Task instructions » Every line in the listing below that holds the word "quarter" should be returned.

Records shown »

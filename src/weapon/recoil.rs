use rand::Rng;
use serde::{Deserialize, Serialize};

use super::spread::interp_to;
use crate::constants::*;

/// Camera kick from firing, decaying back to rest over subsequent ticks.
#[derive(Debug, Clone, Serialize, Deserialize)]
pub struct Recoil {
    pub amount: f32,
    pub camera_speed: f32,
    vertical: f32,
    horizontal: f32,
    vertical_recovery: f32,
    horizontal_recovery: f32,
}

impl Default for Recoil {
    fn default() -> Self {
        Self::new(RECOIL_AMOUNT, RECOIL_CAMERA_SPEED)
    }
}

impl Recoil {
    pub fn new(amount: f32, camera_speed: f32) -> Self {
        Self {
            amount,
            camera_speed,
            vertical: 0.0,
            horizontal: 0.0,
            vertical_recovery: 0.0,
            horizontal_recovery: 0.0,
        }
    }

    /// Kick for one shot. `stability` is the weapon's 0-100 stat.
    pub fn trigger<R: Rng>(&mut self, stability: f32, aiming: bool, rng: &mut R) {
        let factor = (100.0 - stability.clamp(0.0, 100.0)) / 100.0;
        let quarter = self.amount / 4.0;
        let sway = if quarter > 0.0 {
            rng.gen_range(-quarter..=quarter)
        } else {
            0.0
        };
        if aiming {
            self.vertical = -self.amount * factor;
            self.horizontal = sway * factor;
        } else {
            self.vertical = -self.amount * factor * HIP_VERTICAL_RECOIL_MULT;
            self.horizontal = sway * factor * HIP_HORIZONTAL_RECOIL_MULT;
        }
    }

    pub fn kick(&self) -> (f32, f32) {
        (self.vertical, self.horizontal)
    }

    pub fn is_settled(&self) -> bool {
        self.vertical == 0.0 && self.horizontal == 0.0
    }

    /// Decay the kick and return the (pitch, yaw) offset to apply this tick.
    pub fn tick(&mut self, dt: f32) -> (f32, f32) {
        if self.is_settled() {
            return (0.0, 0.0);
        }
        let recovery_speed = self.camera_speed * 2.0;
        self.vertical = interp_to(self.vertical, 0.0, dt, self.camera_speed);
        self.vertical_recovery =
            interp_to(self.vertical_recovery, -self.vertical, dt, recovery_speed);
        self.horizontal = interp_to(self.horizontal, 0.0, dt, self.camera_speed);
        self.horizontal_recovery =
            interp_to(self.horizontal_recovery, -self.horizontal, dt, recovery_speed);
        (
            self.vertical + self.vertical_recovery,
            self.horizontal + self.horizontal_recovery,
        )
    }
}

Response to this exercise »
        let quarter = self.amount / 4.0;
        let sway = if quarter > 0.0 {
            rng.gen_range(-quarter..=quarter)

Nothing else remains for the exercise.